- **EXERCISE INPUT**

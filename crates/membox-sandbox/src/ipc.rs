//! IPC protocol between the host and the worker process.
//!
//! Length-delimited JSON messages: a 4-byte big-endian length prefix
//! followed by the JSON payload. The host sends a single
//! [`ParentMessage::Execute`]; the worker replies with zero or more
//! [`ChildMessage::Log`] frames and exactly one [`ChildMessage::Complete`].

use std::collections::BTreeMap;
use std::path::PathBuf;

use serde::{Deserialize, Serialize};
use serde_json::Value;
use tokio::io::{AsyncRead, AsyncReadExt, AsyncWrite, AsyncWriteExt};

use crate::capabilities::SizeLimits;

/// Default maximum IPC message size: 64 MB.
pub const DEFAULT_MAX_IPC_MESSAGE_SIZE: usize = 64 * 1024 * 1024;

/// A prelude script evaluated in the snippet's namespace before the
/// snippet itself, resolved by the host from the requirements manifest.
#[derive(Debug, Clone, Serialize, Deserialize)]
pub struct Prelude {
    /// Display name used in install-failure messages.
    pub name: String,
    /// Script source.
    pub source: String,
}

/// Messages sent from the host process to the worker child.
#[derive(Debug, Clone, Serialize, Deserialize)]
#[serde(tag = "type")]
pub enum ParentMessage {
    /// The single request: execute this snippet in the sandbox.
    Execute {
        /// The snippet to execute.
        code: String,
        /// Prelude scripts to evaluate first.
        preludes: Vec<Prelude>,
        /// Per-invocation worker configuration.
        config: WorkerConfig,
    },
}

/// Messages sent from the worker child to the host process.
#[derive(Debug, Clone, Serialize, Deserialize)]
#[serde(tag = "type")]
pub enum ChildMessage {
    /// The execution has finished, one way or another.
    Complete {
        /// Captured top-level bindings; `None` on infrastructure failure.
        locals: Option<BTreeMap<String, Value>>,
        /// Empty on success.
        error: String,
    },
    /// A diagnostic line from the worker.
    Log {
        /// The log message text.
        message: String,
    },
}

/// Everything the worker needs to run one snippet.
#[derive(Debug, Clone, Serialize, Deserialize)]
pub struct WorkerConfig {
    /// Wall-clock budget in milliseconds.
    pub timeout_ms: u64,
    /// V8 heap limit in bytes.
    pub max_heap_size: usize,
    /// Maximum size of the marshaled locals payload in bytes.
    pub max_output_size: usize,
    /// Maximum snippet size in bytes.
    pub max_code_size: usize,
    /// Maximum IPC message size in bytes. Defaults to
    /// [`DEFAULT_MAX_IPC_MESSAGE_SIZE`].
    #[serde(default = "default_max_ipc_message_size")]
    pub max_ipc_message_size: usize,
    /// Filesystem confinement root, if any.
    pub allowed_root: Option<PathBuf>,
    /// Size ceilings for mutating capability functions.
    pub size_limits: SizeLimits,
    /// Capability functions to expose, as `module.function` pairs.
    pub exposed_ops: Vec<(String, String)>,
    /// Raw blacklist entries.
    pub blacklist: Vec<String>,
    /// Caller-supplied data globals.
    pub bindings: BTreeMap<String, Value>,
    /// Verbose tracing for this invocation.
    pub log: bool,
}

fn default_max_ipc_message_size() -> usize {
    DEFAULT_MAX_IPC_MESSAGE_SIZE
}

/// Write a length-delimited JSON message to an async writer.
pub async fn write_message<T: Serialize, W: AsyncWrite + Unpin>(
    writer: &mut W,
    msg: &T,
) -> Result<(), std::io::Error> {
    let payload = serde_json::to_vec(msg)
        .map_err(|e| std::io::Error::new(std::io::ErrorKind::InvalidData, e))?;
    let len = u32::try_from(payload.len()).map_err(|_| {
        std::io::Error::new(
            std::io::ErrorKind::InvalidData,
            format!(
                "IPC payload too large: {} bytes (max {} bytes)",
                payload.len(),
                u32::MAX
            ),
        )
    })?;
    writer.write_all(&len.to_be_bytes()).await?;
    writer.write_all(&payload).await?;
    writer.flush().await?;
    Ok(())
}

/// Read a length-delimited JSON message from an async reader.
///
/// Returns `None` at EOF (clean shutdown). Uses
/// [`DEFAULT_MAX_IPC_MESSAGE_SIZE`] as the size limit.
pub async fn read_message<T: for<'de> Deserialize<'de>, R: AsyncRead + Unpin>(
    reader: &mut R,
) -> Result<Option<T>, std::io::Error> {
    read_message_with_limit(reader, DEFAULT_MAX_IPC_MESSAGE_SIZE).await
}

/// Read a length-delimited JSON message with a configurable size limit.
pub async fn read_message_with_limit<T: for<'de> Deserialize<'de>, R: AsyncRead + Unpin>(
    reader: &mut R,
    max_size: usize,
) -> Result<Option<T>, std::io::Error> {
    let mut len_buf = [0u8; 4];
    match reader.read_exact(&mut len_buf).await {
        Ok(_) => {}
        Err(e) if e.kind() == std::io::ErrorKind::UnexpectedEof => return Ok(None),
        Err(e) => return Err(e),
    }

    let len = u32::from_be_bytes(len_buf) as usize;
    if len > max_size {
        return Err(std::io::Error::new(
            std::io::ErrorKind::InvalidData,
            format!("IPC message too large: {len} bytes (limit: {max_size} bytes)"),
        ));
    }

    let mut payload = vec![0u8; len];
    reader.read_exact(&mut payload).await?;

    let msg: T = serde_json::from_slice(&payload)
        .map_err(|e| std::io::Error::new(std::io::ErrorKind::InvalidData, e))?;
    Ok(Some(msg))
}

#[cfg(test)]
mod tests {
    use super::*;
    use std::io::Cursor;

    fn sample_config() -> WorkerConfig {
        WorkerConfig {
            timeout_ms: 20_000,
            max_heap_size: 64 * 1024 * 1024,
            max_output_size: 1024 * 1024,
            max_code_size: 64 * 1024,
            max_ipc_message_size: DEFAULT_MAX_IPC_MESSAGE_SIZE,
            allowed_root: Some(PathBuf::from("/tmp/mem")),
            size_limits: SizeLimits::default(),
            exposed_ops: vec![("memory".into(), "read_file".into())],
            blacklist: vec!["memory.delete_file".into()],
            bindings: BTreeMap::new(),
            log: false,
        }
    }

    #[tokio::test]
    async fn roundtrip_execute_message() {
        let msg = ParentMessage::Execute {
            code: "x = 1 + 1".into(),
            preludes: vec![Prelude {
                name: "helpers.js".into(),
                source: "function double(n) { return n * 2; }".into(),
            }],
            config: sample_config(),
        };

        let mut buf = Vec::new();
        write_message(&mut buf, &msg).await.unwrap();

        let mut cursor = Cursor::new(buf);
        let decoded: ParentMessage = read_message(&mut cursor).await.unwrap().unwrap();
        let ParentMessage::Execute { code, preludes, config } = decoded;
        assert_eq!(code, "x = 1 + 1");
        assert_eq!(preludes.len(), 1);
        assert_eq!(preludes[0].name, "helpers.js");
        assert_eq!(config.timeout_ms, 20_000);
        assert_eq!(config.exposed_ops[0].1, "read_file");
    }

    #[tokio::test]
    async fn roundtrip_complete_with_locals() {
        let mut locals = BTreeMap::new();
        locals.insert("x".to_string(), serde_json::json!(2));
        let msg = ChildMessage::Complete {
            locals: Some(locals),
            error: String::new(),
        };

        let mut buf = Vec::new();
        write_message(&mut buf, &msg).await.unwrap();

        let mut cursor = Cursor::new(buf);
        let decoded: ChildMessage = read_message(&mut cursor).await.unwrap().unwrap();
        match decoded {
            ChildMessage::Complete { locals, error } => {
                assert_eq!(locals.unwrap()["x"], 2);
                assert!(error.is_empty());
            }
            other => panic!("expected Complete, got: {other:?}"),
        }
    }

    #[tokio::test]
    async fn roundtrip_infrastructure_failure() {
        let msg = ChildMessage::Complete {
            locals: None,
            error: "TimeoutError: Code execution exceeded 20 seconds.".into(),
        };

        let mut buf = Vec::new();
        write_message(&mut buf, &msg).await.unwrap();

        let mut cursor = Cursor::new(buf);
        let decoded: ChildMessage = read_message(&mut cursor).await.unwrap().unwrap();
        match decoded {
            ChildMessage::Complete { locals, error } => {
                assert!(locals.is_none());
                assert!(error.starts_with("TimeoutError"));
            }
            other => panic!("expected Complete, got: {other:?}"),
        }
    }

    #[tokio::test]
    async fn log_frames_interleave_before_complete() {
        let mut buf = Vec::new();
        write_message(&mut buf, &ChildMessage::Log { message: "step 1".into() })
            .await
            .unwrap();
        write_message(
            &mut buf,
            &ChildMessage::Complete {
                locals: Some(BTreeMap::new()),
                error: String::new(),
            },
        )
        .await
        .unwrap();

        let mut cursor = Cursor::new(buf);
        let d1: ChildMessage = read_message(&mut cursor).await.unwrap().unwrap();
        let d2: ChildMessage = read_message(&mut cursor).await.unwrap().unwrap();
        assert!(matches!(d1, ChildMessage::Log { .. }));
        assert!(matches!(d2, ChildMessage::Complete { .. }));
        let d3: Option<ChildMessage> = read_message(&mut cursor).await.unwrap();
        assert!(d3.is_none());
    }

    #[tokio::test]
    async fn eof_returns_none() {
        let mut cursor = Cursor::new(Vec::<u8>::new());
        let result: Option<ParentMessage> = read_message(&mut cursor).await.unwrap();
        assert!(result.is_none());
    }

    #[tokio::test]
    async fn read_message_with_limit_rejects_oversized() {
        let msg = ChildMessage::Log {
            message: "x".repeat(1024),
        };
        let mut buf = Vec::new();
        write_message(&mut buf, &msg).await.unwrap();

        let mut cursor = Cursor::new(buf);
        let result: Result<Option<ChildMessage>, _> =
            read_message_with_limit(&mut cursor, 64).await;
        let err_msg = result.unwrap_err().to_string();
        assert!(err_msg.contains("too large"), "error: {err_msg}");
    }

    #[tokio::test]
    async fn worker_config_ipc_limit_serde_default() {
        let json = r#"{
            "timeout_ms": 5000,
            "max_heap_size": 67108864,
            "max_output_size": 1048576,
            "max_code_size": 65536,
            "allowed_root": null,
            "size_limits": {
                "max_file_size": 1048576,
                "max_dir_size": 10485760,
                "max_total_size": 104857600
            },
            "exposed_ops": [],
            "blacklist": [],
            "bindings": {},
            "log": false
        }"#;
        let config: WorkerConfig = serde_json::from_str(json).unwrap();
        assert_eq!(config.max_ipc_message_size, DEFAULT_MAX_IPC_MESSAGE_SIZE);
    }
}
//! Execution request and outcome types.
//!
//! One [`ExecutionRequest`] is built per agent turn that contains a code
//! block; one [`ExecutionOutcome`] comes back for every invocation, success
//! or failure, so the conversation loop can fold it into the next turn.

use std::collections::{BTreeMap, BTreeSet};
use std::path::PathBuf;
use std::time::Duration;

use serde_json::Value;

/// Default wall-clock budget for one snippet execution.
pub const DEFAULT_SANDBOX_TIMEOUT: Duration = Duration::from_secs(20);

/// Immutable description of one sandbox invocation.
#[derive(Debug, Clone)]
pub struct ExecutionRequest {
    /// The snippet to execute.
    pub code: String,
    /// Wall-clock budget; the worker is killed once it elapses.
    pub timeout: Duration,
    /// Permit prelude installation from `requirements_path`.
    pub allow_installs: bool,
    /// Manifest file listing prelude scripts to evaluate before the snippet.
    pub requirements_path: Option<PathBuf>,
    /// Filesystem confinement root; `None` means no confinement.
    pub allowed_root: Option<PathBuf>,
    /// Bare names or `module.function` entries to neutralize.
    pub blacklist: BTreeSet<String>,
    /// Explicit capability function names to expose to the snippet.
    pub available_functions: Vec<String>,
    /// Capability module whose public functions are all exposed.
    pub import_module: Option<String>,
    /// Caller-supplied data globals injected before the snippet runs.
    pub bindings: BTreeMap<String, Value>,
    /// Verbose tracing for this invocation.
    pub log: bool,
}

impl ExecutionRequest {
    /// Build a request for the given snippet with default settings.
    pub fn new(code: impl Into<String>) -> Self {
        Self {
            code: code.into(),
            timeout: DEFAULT_SANDBOX_TIMEOUT,
            allow_installs: false,
            requirements_path: None,
            allowed_root: None,
            blacklist: BTreeSet::new(),
            available_functions: Vec::new(),
            import_module: None,
            bindings: BTreeMap::new(),
            log: false,
        }
    }

    /// Set the wall-clock budget.
    pub fn with_timeout(mut self, timeout: Duration) -> Self {
        self.timeout = timeout;
        self
    }

    /// Confine all path-accepting capability functions to this directory.
    pub fn with_allowed_root(mut self, root: impl Into<PathBuf>) -> Self {
        self.allowed_root = Some(root.into());
        self
    }

    /// Neutralize a bare name or `module.function` entry.
    pub fn with_blacklisted(mut self, entry: impl Into<String>) -> Self {
        self.blacklist.insert(entry.into());
        self
    }

    /// Expose one named capability function to the snippet.
    pub fn with_available_function(mut self, name: impl Into<String>) -> Self {
        self.available_functions.push(name.into());
        self
    }

    /// Expose every public function of a registered capability module.
    pub fn with_import_module(mut self, module: impl Into<String>) -> Self {
        self.import_module = Some(module.into());
        self
    }

    /// Inject a caller-supplied data global.
    pub fn with_binding(mut self, name: impl Into<String>, value: Value) -> Self {
        self.bindings.insert(name.into(), value);
        self
    }

    /// Point at a prelude manifest and permit installing it.
    pub fn with_requirements(mut self, manifest: impl Into<PathBuf>) -> Self {
        self.requirements_path = Some(manifest.into());
        self
    }

    /// Permit or forbid prelude installation.
    pub fn with_allow_installs(mut self, allow: bool) -> Self {
        self.allow_installs = allow;
        self
    }

    /// Enable verbose tracing for this invocation.
    pub fn with_log(mut self, log: bool) -> Self {
        self.log = log;
        self
    }
}

/// The `(locals, error)` pair produced for every invocation.
///
/// Three shapes are possible:
/// - success: `locals` is `Some`, `error` is empty;
/// - snippet failure: `locals` holds the bindings made before the failure,
///   `error` carries the formatted trace;
/// - infrastructure failure (timeout, worker crash, pre-flight install or
///   import failure, validation rejection): `locals` is `None` and `error`
///   is a distinct, legible message.
#[derive(Debug, Clone, PartialEq)]
pub struct ExecutionOutcome {
    /// Top-level bindings created by the snippet, marshaled to JSON values.
    /// Values the interchange format cannot represent are replaced by their
    /// textual rendition, never omitted.
    pub locals: Option<BTreeMap<String, Value>>,
    /// Empty on success.
    pub error: String,
}

impl ExecutionOutcome {
    /// A clean completion with the given locals.
    pub fn success(locals: BTreeMap<String, Value>) -> Self {
        Self {
            locals: Some(locals),
            error: String::new(),
        }
    }

    /// A snippet-level failure; bindings made before the failure survive.
    pub fn snippet_failure(locals: BTreeMap<String, Value>, error: impl Into<String>) -> Self {
        Self {
            locals: Some(locals),
            error: error.into(),
        }
    }

    /// An infrastructure failure: no locals are available at all.
    pub fn infrastructure(error: impl Into<String>) -> Self {
        Self {
            locals: None,
            error: error.into(),
        }
    }

    /// True when the snippet ran to completion without error.
    pub fn is_success(&self) -> bool {
        self.locals.is_some() && self.error.is_empty()
    }

    /// True when the sandbox itself failed (as opposed to the snippet).
    pub fn is_infrastructure_failure(&self) -> bool {
        self.locals.is_none()
    }
}
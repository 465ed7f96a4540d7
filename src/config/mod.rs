use serde::Deserialize;
use std::path::Path;
use thiserror::Error;

#[derive(Error, Debug)]
pub enum ConfigError {
    #[error("failed to read config file: {0}")]
    Io(#[from] std::io::Error),
    #[error("failed to parse config: {0}")]
    Parse(#[from] toml::de::Error),
    #[error("no wallet address configured (set BLOCKFOLIO_WALLET or [api].wallet)")]
    MissingWallet,
}

#[derive(Debug, Clone, Deserialize)]
pub struct Config {
    #[serde(default)]
    pub api: ApiConfig,
    #[serde(default)]
    pub logging: LoggingConfig,
}

#[derive(Debug, Clone, Deserialize)]
pub struct ApiConfig {
    /// Blockchain-data REST API base URL
    #[serde(default = "default_base_url")]
    pub base_url: String,
    /// API key - loaded from env BLOCKFOLIO_API_KEY
    #[serde(default)]
    pub api_key: String,
    /// Wallet address to report on - loaded from env BLOCKFOLIO_WALLET
    #[serde(default)]
    pub wallet: String,
}

#[derive(Debug, Clone, Deserialize)]
pub struct LoggingConfig {
    #[serde(default = "default_log_level")]
    pub level: String,
    #[serde(default)]
    pub json: bool,
}

fn default_base_url() -> String {
    "https://api.blokness.com/".to_string()
}
fn default_log_level() -> String {
    "info".to_string()
}

impl Default for ApiConfig {
    fn default() -> Self {
        Self {
            base_url: default_base_url(),
            api_key: String::new(),
            wallet: String::new(),
        }
    }
}

impl Default for LoggingConfig {
    fn default() -> Self {
        Self {
            level: default_log_level(),
            json: false,
        }
    }
}

impl Config {
    /// Load config from a TOML file, then overlay environment variables for secrets.
    pub fn load(path: &Path) -> Result<Self, ConfigError> {
        let contents = std::fs::read_to_string(path)?;
        let mut config: Config = toml::from_str(&contents)?;

        // Override secrets from environment variables (never store in config file)
        if let Ok(key) = std::env::var("BLOCKFOLIO_API_KEY") {
            config.api.api_key = key;
        }
        if let Ok(wallet) = std::env::var("BLOCKFOLIO_WALLET") {
            config.api.wallet = wallet;
        }

        Ok(config)
    }

    /// Load a default config with env-only values (no file needed).
    pub fn from_env() -> Self {
        Config {
            api: ApiConfig {
                base_url: std::env::var("BLOCKFOLIO_API_URL")
                    .unwrap_or_else(|_| default_base_url()),
                api_key: std::env::var("BLOCKFOLIO_API_KEY").unwrap_or_default(),
                wallet: std::env::var("BLOCKFOLIO_WALLET").unwrap_or_default(),
            },
            logging: LoggingConfig::default(),
        }
    }

    /// The report is per-wallet; refuse to run without one.
    pub fn require_wallet(&self) -> Result<&str, ConfigError> {
        if self.api.wallet.is_empty() {
            return Err(ConfigError::MissingWallet);
        }
        Ok(&self.api.wallet)
    }
}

- **TASK**
Starting with the line that holds "pub struct Config" and ending with the line that holds "fn default_base_url() ->", retype every line in the data above exactly, and nothing else.

- **SOLUTION TO THIS EXERCISE**
pub struct Config {
    #[serde(default)]
    pub api: ApiConfig,
    #[serde(default)]
    pub logging: LoggingConfig,
}

#[derive(Debug, Clone, Deserialize)]
pub struct ApiConfig {
    /// Blockchain-data REST API base URL
    #[serde(default = "default_base_url")]
    pub base_url: String,
    /// API key - loaded from env BLOCKFOLIO_API_KEY
    #[serde(default)]
    pub api_key: String,
    /// Wallet address to report on - loaded from env BLOCKFOLIO_WALLET
    #[serde(default)]
    pub wallet: String,
}

#[derive(Debug, Clone, Deserialize)]
pub struct LoggingConfig {
    #[serde(default = "default_log_level")]
    pub level: String,
    #[serde(default)]
    pub json: bool,
}

fn default_base_url() -> String {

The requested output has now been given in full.